### DATA FOR PROCESSING
--- START ---

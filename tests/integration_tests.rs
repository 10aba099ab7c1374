use adaptrs::daily_state::DailyStateUpdater;
use adaptrs::database::{Database, DAILY_STATE_WINDOW};
use adaptrs::delta::DeltaCalculator;
use adaptrs::models::{
    ActualActivity, GlycogenStatus, MetabolicProfile, PlannedWorkout, RecoveryNeed, TodaysWorkout,
    WorkoutType,
};
use adaptrs::zones::Zone;
use chrono::{Duration, NaiveDate};
use std::collections::HashMap;

/// End-to-end workflows over a real on-disk store

fn open_db(dir: &tempfile::TempDir) -> Database {
    Database::new(dir.path().join("adaptrs.db")).unwrap()
}

fn seed_plan(db: &Database, athlete_id: &str) {
    db.insert_plan("plan-1", athlete_id, "Build block", true).unwrap();
    db.insert_mesocycle("meso-1", "plan-1", 1).unwrap();
    db.insert_plan_week("week-1", "meso-1", 1).unwrap();

    let workouts = [
        // Monday endurance ride
        ("w-mon", 0, "cycling", WorkoutType::Endurance, 90, 80.0, "z2", 700),
        // Wednesday threshold ride (Italian zone label from the plan import)
        ("w-wed", 2, "cycling", WorkoutType::Threshold, 60, 75.0, "soglia", 650),
        // Saturday long run
        ("w-sat", 5, "running", WorkoutType::Endurance, 120, 95.0, "z2", 1100),
    ];

    for (id, day, sport, workout_type, minutes, tss, zone, kcal) in workouts {
        let workout = PlannedWorkout {
            id: Some(id.to_string()),
            day_of_week: day,
            workout_type,
            sport: sport.to_string(),
            duration_minutes: minutes,
            target_tss: tss,
            target_zone: zone.to_string(),
            estimated_kcal: kcal,
            scheduled_time: None,
        };
        db.insert_planned_workout("week-1", &workout).unwrap();
    }
}

fn activity(
    id: &str,
    date: NaiveDate,
    sport: &str,
    seconds: u32,
    tss: f64,
    kcal: i32,
    dominant: Option<(&str, u32)>,
) -> ActualActivity {
    let zones_distribution = dominant.map(|(zone, secs)| {
        let mut dist = HashMap::new();
        dist.insert(zone.to_string(), secs);
        dist
    });

    ActualActivity {
        id: id.to_string(),
        activity_date: date,
        title: format!("Session {id}"),
        sport: sport.to_string(),
        duration_seconds: seconds,
        tss,
        avg_hr: Some(148),
        avg_power: Some(215),
        calories: kcal,
        zones_distribution,
    }
}

#[test]
fn test_bulk_delta_pass_over_seeded_week() {
    let dir = tempfile::tempdir().unwrap();
    let db = open_db(&dir);
    seed_plan(&db, "ath-1");

    // 2024-04-01 is a Monday
    let monday = NaiveDate::from_ymd_opt(2024, 4, 1).unwrap();
    let wednesday = monday + Duration::days(2);
    let thursday = monday + Duration::days(3);

    db.insert_activity(
        "ath-1",
        &activity("act-mon", monday, "Cycling", 5400, 70.0, 640, Some(("z2", 4800))),
    )
    .unwrap();
    db.insert_activity(
        "ath-1",
        &activity("act-wed", wednesday, "cycling", 3600, 60.0, 500, Some(("z2", 3000))),
    )
    .unwrap();
    // Unplanned Thursday run: no workout on iso day 3
    db.insert_activity(
        "ath-1",
        &activity("act-thu", thursday, "running", 1800, 50.0, 320, None),
    )
    .unwrap();

    let deltas = DeltaCalculator::calculate_deltas_for_date_range(
        &db,
        "ath-1",
        monday,
        monday + Duration::days(6),
    );

    assert_eq!(deltas.len(), 3);

    // Monday matched the endurance ride despite the cased sport label
    assert_eq!(deltas[0].planned_workout_id.as_deref(), Some("w-mon"));
    assert_eq!(deltas[0].delta_duration_min, 0);
    assert_eq!(deltas[0].delta_tss, -10.0);

    // Wednesday: "soglia" resolves to z4, ridden at z2
    assert_eq!(deltas[1].planned_workout_id.as_deref(), Some("w-wed"));
    assert_eq!(deltas[1].planned_zone, Zone::Z4);
    assert_eq!(deltas[1].actual_zone, Zone::Z2);
    assert_eq!(deltas[1].delta_intensity, -0.67);

    // Thursday is unplanned: synthetic zero targets
    assert!(deltas[2].planned_workout_id.is_none());
    assert_eq!(deltas[2].delta_tss, 50.0);
    assert_eq!(deltas[2].planned_zone, Zone::Z2);

    let summary = DeltaCalculator::calculate_weekly_summary(&deltas);
    assert_eq!(summary.activities_count, 3);
    assert_eq!(summary.unplanned_count, 1);
}

#[test]
fn test_unknown_athlete_yields_empty_deltas() {
    let dir = tempfile::tempdir().unwrap();
    let db = open_db(&dir);

    let start = NaiveDate::from_ymd_opt(2024, 4, 1).unwrap();
    let deltas =
        DeltaCalculator::calculate_deltas_for_date_range(&db, "nobody", start, start + Duration::days(7));
    assert!(deltas.is_empty());

    let summary = DeltaCalculator::calculate_weekly_summary(&deltas);
    assert_eq!(summary.activities_count, 0);
    assert_eq!(summary.total_delta_tss, 0.0);
}

#[test]
fn test_daily_state_end_to_end_with_persistence() {
    let dir = tempfile::tempdir().unwrap();
    let mut db = open_db(&dir);
    seed_plan(&db, "ath-1");

    let monday = NaiveDate::from_ymd_opt(2024, 4, 1).unwrap();
    for offset in 0..6 {
        let date = monday + Duration::days(offset);
        db.insert_activity(
            "ath-1",
            &activity(
                &format!("act-{offset}"),
                date,
                "cycling",
                7200,
                150.0,
                1200,
                Some(("z5", 5400)),
            ),
        )
        .unwrap();
    }

    let today = monday + Duration::days(6);
    let deltas =
        DeltaCalculator::calculate_deltas_for_date_range(&db, "ath-1", monday, today - Duration::days(1));
    assert_eq!(deltas.len(), 6);

    let profile = MetabolicProfile {
        bmr: 1750.0,
        daily_kcal: 2800.0,
    };
    let planned = TodaysWorkout {
        zone: Zone::Z4,
        tss: 90.0,
    };

    let state = DailyStateUpdater::calculate_daily_state(
        "ath-1",
        today,
        &deltas,
        Some(&profile),
        Some(&planned),
    );

    // A week of heavy overshoots drives the athlete into protection
    assert!(state.fatigue_score >= 70.0);
    assert!(matches!(
        state.recovery_need,
        RecoveryNeed::High | RecoveryNeed::Critical
    ));
    assert!(state.recommended_zone <= state.max_zone_today);
    assert!(state.max_zone_today <= Zone::Z2);
    assert!(state.tss_capacity >= 20);
    assert!((50..=120).contains(&state.tss_adjustment_percent));
    assert!(!state.adaptation_reasons.is_empty());
    assert!(state.ai_notes.starts_with("Adaptations: "));

    assert!(db.save_daily_state(&state));
    let loaded = db.load_daily_state("ath-1", today).unwrap();
    assert_eq!(loaded, state);
}

#[test]
fn test_rolling_window_survives_reopen() {
    let dir = tempfile::tempdir().unwrap();
    let start = NaiveDate::from_ymd_opt(2024, 6, 1).unwrap();

    {
        let mut db = open_db(&dir);
        for offset in 0..18 {
            let date = start + Duration::days(offset);
            let state = DailyStateUpdater::calculate_daily_state("ath-1", date, &[], None, None);
            assert!(db.save_daily_state(&state));
        }
    }

    let db = open_db(&dir);
    let dates = db.daily_state_dates("ath-1", 2024).unwrap();
    assert_eq!(dates.len(), DAILY_STATE_WINDOW);
    assert_eq!(dates[0], start + Duration::days(17));
    assert_eq!(dates[DAILY_STATE_WINDOW - 1], start + Duration::days(4));
    assert!(db.load_daily_state("ath-1", start + Duration::days(3)).is_none());
}

#[test]
fn test_rested_week_keeps_standard_plan() {
    let dir = tempfile::tempdir().unwrap();
    let db = open_db(&dir);
    seed_plan(&db, "ath-1");

    let monday = NaiveDate::from_ymd_opt(2024, 4, 1).unwrap();
    // One easy matched session early in the window, nothing since
    db.insert_activity(
        "ath-1",
        &activity("act-easy", monday, "cycling", 5400, 75.0, 680, Some(("z2", 5000))),
    )
    .unwrap();

    let today = monday + Duration::days(6);
    let deltas =
        DeltaCalculator::calculate_deltas_for_date_range(&db, "ath-1", monday, today - Duration::days(1));

    let planned = TodaysWorkout {
        zone: Zone::Z3,
        tss: 70.0,
    };
    let state =
        DailyStateUpdater::calculate_daily_state("ath-1", today, &deltas, None, Some(&planned));

    assert_eq!(state.recovery_need, RecoveryNeed::Low);
    assert_eq!(state.glycogen_status, GlycogenStatus::Loaded);
    assert_eq!(state.recommended_zone, Zone::Z3);
    assert_eq!(state.max_zone_today, Zone::Z5);
    assert_eq!(state.ai_notes, "Optimal state — follow standard plan");
}
//! Table sizing and growth policy.

use crate::error::Error;

/// Sizing policy for a [`HashTable`](crate::HashTable).
///
/// The table grows when, at the start of an insert, it already holds
/// `max_load_factor * bucket_count` elements; the new bucket count is
/// `growth_factor * bucket_count`.
#[derive(Clone, Copy, Debug, PartialEq, Eq)]
pub struct TableConfig {
    pub initial_buckets: usize,
    pub max_load_factor: usize,
    pub growth_factor: usize,
}

impl TableConfig {
    pub const DEFAULT_BUCKETS: usize = 16;
    pub const DEFAULT_LOAD_FACTOR: usize = 3;
    pub const DEFAULT_GROWTH_FACTOR: usize = 9;

    pub const fn new(initial_buckets: usize) -> Self {
        Self {
            initial_buckets,
            max_load_factor: Self::DEFAULT_LOAD_FACTOR,
            growth_factor: Self::DEFAULT_GROWTH_FACTOR,
        }
    }

    pub const fn with_initial_buckets(mut self, buckets: usize) -> Self {
        self.initial_buckets = buckets;
        self
    }

    pub const fn with_max_load_factor(mut self, load_factor: usize) -> Self {
        self.max_load_factor = load_factor;
        self
    }

    pub const fn with_growth_factor(mut self, growth_factor: usize) -> Self {
        self.growth_factor = growth_factor;
        self
    }

    /// Reject policies that would leave the table without buckets or unable
    /// to grow.
    pub fn validate(&self) -> Result<(), Error> {
        if self.initial_buckets == 0 {
            return Err(Error::ZeroBuckets);
        }
        if self.max_load_factor == 0 {
            return Err(Error::ZeroLoadFactor);
        }
        if self.growth_factor < 2 {
            return Err(Error::GrowthFactor(self.growth_factor));
        }
        Ok(())
    }

    /// Element count at which a table with `buckets` buckets grows.
    pub(crate) fn grow_threshold(&self, buckets: usize) -> usize {
        self.max_load_factor.saturating_mul(buckets)
    }

    /// Bucket count after one growth step from `buckets`.
    pub(crate) fn grown_buckets(&self, buckets: usize) -> Result<usize, Error> {
        buckets
            .checked_mul(self.growth_factor)
            .ok_or(Error::CapacityOverflow(buckets))
    }
}

impl Default for TableConfig {
    fn default() -> Self {
        Self::new(Self::DEFAULT_BUCKETS)
    }
}

#[cfg(test)]
mod tests {
    use super::*;

    #[test]
    fn default_policy_matches_documented_constants() {
        let c = TableConfig::default();
        assert_eq!(c.initial_buckets, 16);
        assert_eq!(c.max_load_factor, 3);
        assert_eq!(c.growth_factor, 9);
        assert!(c.validate().is_ok());
    }

    #[test]
    fn validate_rejects_degenerate_policies() {
        assert_eq!(TableConfig::new(0).validate(), Err(Error::ZeroBuckets));
        assert_eq!(
            TableConfig::new(4).with_max_load_factor(0).validate(),
            Err(Error::ZeroLoadFactor)
        );
        assert_eq!(
            TableConfig::new(4).with_growth_factor(1).validate(),
            Err(Error::GrowthFactor(1))
        );
    }

    #[test]
    fn growth_arithmetic() {
        let c = TableConfig::new(2);
        assert_eq!(c.grow_threshold(2), 6);
        assert_eq!(c.grown_buckets(2), Ok(18));
        assert_eq!(
            c.grown_buckets(usize::MAX / 2),
            Err(Error::CapacityOverflow(usize::MAX / 2))
        );
        assert_eq!(c.grow_threshold(usize::MAX), usize::MAX);
    }
}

--- END ---

### EXERCISE GOAL
Your reply should be one number: the count of lines above that hold the word "easy".

### RESPONSE TO THIS EXERCISE
2